Nel 1967, volevo che l'Internazionale
Situazionista avesse un libro di
teoria. L'I.S. era in quel momento il gruppo estremista che
più
si era dato da fare per riportare la contestazione rivoluzionaria nella
società moderna; ed era facile vedere che questo gruppo,
avendo
già imposto la propria vittoria sul terreno della critica
teorica, e avendola abilmente proseguita su quello dell'agitazione
pratica, si avvicinava allora al punto culminante della propria azione
storica. Si trattava di fare dunque in modo che questo libro fosse
presente nei sommovimenti che presto sarebbero arrivati, e che lo
avrebbero trasmesso dopo di loro, al vasto seguito sovversivo cui
avrebbero sicuramente dato vita.
E' nota la tendenza forte tra gli esseri umani a
ripetere inutilmente
dei frammenti semplificati delle vecchie teorie rivoluzionarie, la cui
usura è nascosta loro dal semplice fatto che essi non
provano ad
applicarle a qualche lotta effettiva per trasformare le condizioni
nelle quali realmente si trovano; di modo che quasi non comprendono
neppure come queste teorie si siano potute impiegare, con fortune
diverse, in conflitti di altri tempi.
Malgrado ciò non vi è il
minimo dubbio, per chi esamini
freddamente la questione, che coloro i quali vogliono scuotere
realmente una società costituita devono formulare una teoria
che
spieghi fondamentalmente tale società; o almeno che abbia
tutta
l'aria di darne una spiegazione soddisfacente. Dal momento in cui
questa teoria è un po' divulgata, a condizione che lo sia in
scontri che perturbino il riposo pubblico, e anche prima che essa
giunga ad essere esattamente compresa, il malcontento dovunque in
sospeso sarà aggravato e inasprito, dalla semplice
conoscenza
vaga dell'esistenza di una condanna teorica dell'ordine delle cose. E
dopo, sarà cominciando a condurre con collera la guerra
della
libertà che tutti i proletari potranno divenire strateghi.

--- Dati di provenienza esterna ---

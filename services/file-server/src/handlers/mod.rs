pub mod files;
pub mod health;
pub mod storage;

use axum::http::Uri;
use shared::utils::normalize_slashes;

use crate::error::AppError;

/// Storage key addressed by the part of the request path after `prefix`.
///
/// The raw path is percent-decoded exactly once. Backslashes become slashes,
/// repeated slashes collapse and leading slashes are dropped; empty keys and
/// keys containing `..` are rejected.
pub fn key_from_uri(uri: &Uri, prefix: &str) -> Result<String, AppError> {
    let raw = uri
        .path()
        .strip_prefix(prefix)
        .ok_or_else(|| AppError::BadRequest("Missing key".to_string()))?;
    normalize_key(raw)
}

pub fn normalize_key(raw: &str) -> Result<String, AppError> {
    let decoded = urlencoding::decode(raw)
        .map_err(|_| AppError::BadRequest("Invalid key".to_string()))?;
    let key = normalize_slashes(&decoded);

    if key.is_empty() || key.contains("..") {
        return Err(AppError::BadRequest("Invalid key".to_string()));
    }
    Ok(key)
}
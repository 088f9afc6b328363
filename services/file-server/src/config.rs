use shared::{DatabaseConfig, SettingsConfig, StorageConfig, StorageError};
use std::env;

#[derive(Debug, Clone)]
pub struct ServerConfig {
    pub host: String,
    pub port: u16,
    /// Secret for session tokens. Without it every request is anonymous.
    pub session_secret: Option<String>,
    pub storage: StorageConfig,
    pub settings: SettingsConfig,
    pub database: Option<DatabaseConfig>,
}

impl ServerConfig {
    pub fn from_env() -> Result<Self, StorageError> {
        let port = env::var("FILE_SERVER_PORT").unwrap_or_else(|_| "8080".to_string());
        let port = port.parse().map_err(|_| {
            StorageError::Config(format!("FILE_SERVER_PORT must be a valid port number, got '{}'", port))
        })?;

        Ok(Self {
            host: env::var("FILE_SERVER_HOST").unwrap_or_else(|_| "0.0.0.0".to_string()),
            port,
            session_secret: env::var("SESSION_SECRET").ok().filter(|s| !s.is_empty()),
            storage: StorageConfig::from_env()?,
            settings: SettingsConfig::from_env(),
            database: DatabaseConfig::from_env(),
        })
    }
}
use axum::{
    middleware,
    routing::get,
    Router,
};
use std::sync::Arc;
use std::time::Duration;
use tower_http::{
    compression::CompressionLayer,
    cors::{AllowOrigin, Any, CorsLayer},
    timeout::TimeoutLayer,
    trace::TraceLayer,
};

use crate::config::Config;
use crate::error::{method_not_allowed_fallback, not_found_fallback};
use crate::middleware::{
    metrics_handler, metrics_middleware, require_secret, security_headers_middleware, trace_id,
};
use crate::routes::{devices, health, meta, query, status};
use persistence::repositories::{DeviceRepository, StatusListRepository, StatusRepository};
use persistence::Documents;
use shared::id::generator_for;

#[derive(Clone)]
pub struct AppState {
    pub config: Arc<Config>,
    pub statuses: StatusRepository,
    pub devices: DeviceRepository,
    pub status_list: StatusListRepository,
}

impl AppState {
    pub fn new(config: Arc<Config>, documents: Documents) -> Self {
        let serialize_writes = config.storage.serialize_writes;
        let ids = generator_for(config.devices.id_format, config.devices.short_id_length);

        Self {
            statuses: StatusRepository::new(documents.status, serialize_writes),
            devices: DeviceRepository::new(documents.devices, Arc::from(ids), serialize_writes),
            status_list: StatusListRepository::new(documents.status_list),
            config,
        }
    }
}

pub fn create_app(config: Config, documents: Documents) -> Router {
    let config = Arc::new(config);
    let state = AppState::new(config.clone(), documents);

    // Build CORS layer based on configuration
    let cors = if config.security.cors_origins.is_empty() {
        CorsLayer::new()
            .allow_origin(Any)
            .allow_methods(Any)
            .allow_headers(Any)
    } else {
        let origins: Vec<_> = config
            .security
            .cors_origins
            .iter()
            .filter_map(|o| o.parse().ok())
            .collect();
        CorsLayer::new()
            .allow_origin(AllowOrigin::list(origins))
            .allow_methods(Any)
            .allow_headers(Any)
    };

    // Mutating routes, shared secret required
    let protected_routes = Router::new()
        .route("/api/set", get(status::set_status).post(status::set_status))
        .route(
            "/api/device/add",
            get(devices::add_device).post(devices::add_device),
        )
        .route(
            "/api/device/set",
            get(devices::set_device).post(devices::set_device),
        )
        .route(
            "/api/device/remove",
            get(devices::remove_device).post(devices::remove_device),
        )
        .route_layer(middleware::from_fn_with_state(state.clone(), require_secret));

    // Public routes (no authentication required)
    let public_routes = Router::new()
        .route("/", get(meta::root))
        .route("/errors", get(meta::error_preview))
        .route("/api/meta", get(meta::site_meta).post(meta::site_meta))
        .route("/api/query/status", get(query::status_overview))
        .route("/api/status", get(query::status_overview))
        .route("/api/query/status/list", get(query::status_list))
        .route("/api/device/list", get(devices::list_devices))
        .route("/api/health/ready", get(health::ready))
        .route("/api/health/live", get(health::live))
        .route("/metrics", get(metrics_handler));

    Router::new()
        .merge(public_routes)
        .merge(protected_routes)
        .fallback(not_found_fallback)
        .method_not_allowed_fallback(method_not_allowed_fallback)
        // Global middleware (order matters: bottom layers run first)
        .layer(middleware::from_fn(security_headers_middleware))
        .layer(CompressionLayer::new())
        .layer(TimeoutLayer::new(Duration::from_secs(
            config.server.request_timeout_secs,
        )))
        .layer(middleware::from_fn(metrics_middleware))
        .layer(TraceLayer::new_for_http())
        .layer(middleware::from_fn(trace_id))
        .layer(cors)
        .with_state(state)
}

Senza dubbio, una teoria generale
calcolata per tale
scopo deve anzitutto evitare di apparire come una teoria visibilmente
falsa; e dunque non deve esporsi al rischio d'essere contraddetta dal
seguito dei fatti. Ma bisogna anche ch'essa sia una teoria
perfettamente inammissibile. Essa deve poter dichiarare cattivo,
davanti allo stupore indignato di tutti coloro che lo trovano buono, il
centro stesso del mondo esistente, avendone scoperto l'esatta natura.
La teoria dello spettacolo risponde a queste due esigenze.
Il primo merito di una teoria critica
esatta
è di far apparire immediatamente ridicole tutte le altre.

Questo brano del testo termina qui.